As a psychotherapist by trade, I will say by entering therapy for healing. I still do therapy for healing my family wounds and I feel it is great to do for all of us for understanding why we do the things we do.
It takes lots of work, but in the end it is worth every penny.
One of my most popular hubs is about healing family wounds and cutting family ties, etc so that lets you know a lot of people have these issues.
You have to figure most people don't change their ways. Our family relationships were developed almost at birth- who we were in our family, our role, etc. People tend to put up with more from family and that's fine and good, but sometimes you have to cut ties. I've done this with two of my family members. The relationsips were very one-sided and damaging. One visit with them would set me back 20 years. I can't keep healing myself only to receive the next blow. So I cut ties and am better for it.
"Old" family wounds are just that- OLD! You either stay stuck in them or move on. Not too many choices. There's no secret or tricks, it's often hard, but worth it. Sometimes counseling helps to validate our feelings and give us a neutral perspective.
They start to heal as soon as they are created.
The problem is that your stuck with scars.
And you don't remove those, they become part of you, your psyche and your character.
There are many variables to consider here. At what age, what wounds, how traumatic, How did and do you cope, etc...
Usually these wounds manifest themselves as maladaptive psychological behavior.
There is a whole range of mental illnesses and impairments that can result from family related trauma.
Psychologist and the like, can help us to acknowledge our wounds and they also help us achieve a catharsis; from there we can start to modify and change our undesirable behavior.
I would say to have an all out bitch session to get everything out in the open, and then apologize and work together on improving the relationship. I am on of those people that do not let things get in the way of my relationships with family.
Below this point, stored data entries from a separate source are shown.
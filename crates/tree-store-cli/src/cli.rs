//! Command line parsing

use clap::{Parser, Subcommand, ValueEnum};
use std::path::PathBuf;
use tree_store::{ItemId, TraversalOrder};

/// Query a flat list of parent-linked records
#[derive(Parser, Debug, Clone, PartialEq, Eq)]
#[command(name = "tree-store", version)]
#[command(after_help = "Numeric ids are looked up as integers; anything else as a string.")]
pub struct Args {
    /// JSON file holding the records
    pub file: PathBuf,

    /// Query to run (defaults to `all`)
    #[command(subcommand)]
    pub command: Option<Command>,

    /// JSON file with store options
    #[arg(long, global = true)]
    pub config: Option<PathBuf>,

    /// Reject malformed input (overrides the config file)
    #[arg(long, global = true)]
    pub strict: bool,

    /// Walk order for descendants
    #[arg(long, value_enum, default_value_t = Order::Siblings, global = true)]
    pub order: Order,
}

impl Args {
    /// The query to run, `all` when none was given
    pub fn query(&self) -> Command {
        self.command.clone().unwrap_or(Command::All)
    }
}

/// The query to run
#[derive(Subcommand, Debug, Clone, PartialEq, Eq)]
pub enum Command {
    /// Print every record in input order
    All,
    /// Print one record
    Item { id: ItemId },
    /// Print the direct children of a record
    Children { id: ItemId },
    /// Print every descendant of a record
    Descendants { id: ItemId },
    /// Print the ancestor chain, nearest parent first
    Ancestors { id: ItemId },
    /// Print the top-level records
    Roots,
    /// Print the whole hierarchy, indented
    Outline,
    /// Report duplicate ids, dangling parents and cycles
    Check,
}

/// Walk order accepted by `--order`
#[derive(ValueEnum, Debug, Clone, Copy, PartialEq, Eq)]
pub enum Order {
    /// Children first, then each child's descendants
    Siblings,
    /// Node before its subtree
    #[value(alias = "preorder")]
    Pre,
    /// Subtree before its node
    #[value(alias = "postorder")]
    Post,
    /// Level by level
    #[value(alias = "breadth")]
    Bfs,
}

impl From<Order> for TraversalOrder {
    fn from(order: Order) -> Self {
        match order {
            Order::Siblings => TraversalOrder::SiblingsFirst,
            Order::Pre => TraversalOrder::PreOrder,
            Order::Post => TraversalOrder::PostOrder,
            Order::Bfs => TraversalOrder::BreadthFirst,
        }
    }
}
Forgiving...no choice, thats the ticket for the happiness and fredom in life...Stop judging you and them and everything, change your view, change your perspective about it...and you just said "OLD" if you have a old, ugly and unusefull item in your home You will trow away? yess!! for sure!....same thing with those wounds...is no easy but can happen.
Its important to express your thoughts and feelings about the situation. With no sugar coating or disguise. This is v important. Because the expression allows you to a large extent to let go and move on. If the family/member is reluctant to talk - write a letter.
One thing is for certain, EVERYONE has old wounds. How you choose to keep past misfortunes locked inside your head, affecting your entire future, is a mistake that only you can change.
What I've done, and this really, really helped, is this:
Read books (Running With Scissors, Three Little Words) and watch movies about others who are less fortunate. Reading about famine-torn areas will remind you to stop complaining about dieting. Reading about the plight of women who have no rights (early China, Afghanistan) will remind you to value your freedom. Watching a movie about prisoners of Aushwitz will remind you to breathe deep and live life to the fullest, NOW. Watching a hoarding reality show will help you to get out of debt and curb an addiction to spending.
For me, sinking into the extreme situations that can take over a life via a book/tv show/movie helps to put in perspective the complaints I may have. Realizing that I have to take the bull by the horns and get on with life and a better outlook, for and by myself, is what heals my old family wounds.
old wounds tend to linger and hurt for a very long time....moving on is never the easiest thing to do but i feel the easiest way is to try to forget it and if thst fails....to go for therapy
You can never change a family member. They are who they are, it's up to you to be the bigger person and except them for who they are, or just keep them out of your life.
some wounds will never be healed. you have to be the member that takes the high road in order to move on. family is something that is different than anything else in life. you can choose everything in life but your family. for some reason god placed you with these people.
there are deeds and things that will never be forgotten but you can work through them. the exception is physical or sexual abuse. verbal abuse is sometimes as bad as both of these and may not be something you can work through. if you are outside looking in to heal wounds between two other parties, leave it alone. let them work out what they need or want to.
Much of the advice already given is valid and worth contemplating. When examined from the perspective of how one can learn from the wounds that we have and their value for teaching us to become better, stronger individuals - these hurtful experiences are great lessons. Each of us is on a journey and many would say that our family members exist to help us learn as we move along... learning to allow, letting go of judgment, forgiving.... all lessons that strengethen compassion and love in the long run.
If the wounds impact our day to day life in a way that generates unwanted emotions and/or behavior - find a good therapist who will help you understand how to process them productively. In every experience there is a learning opportunity - it is up to the individual to learn and move forward or to hang on and continue hurting.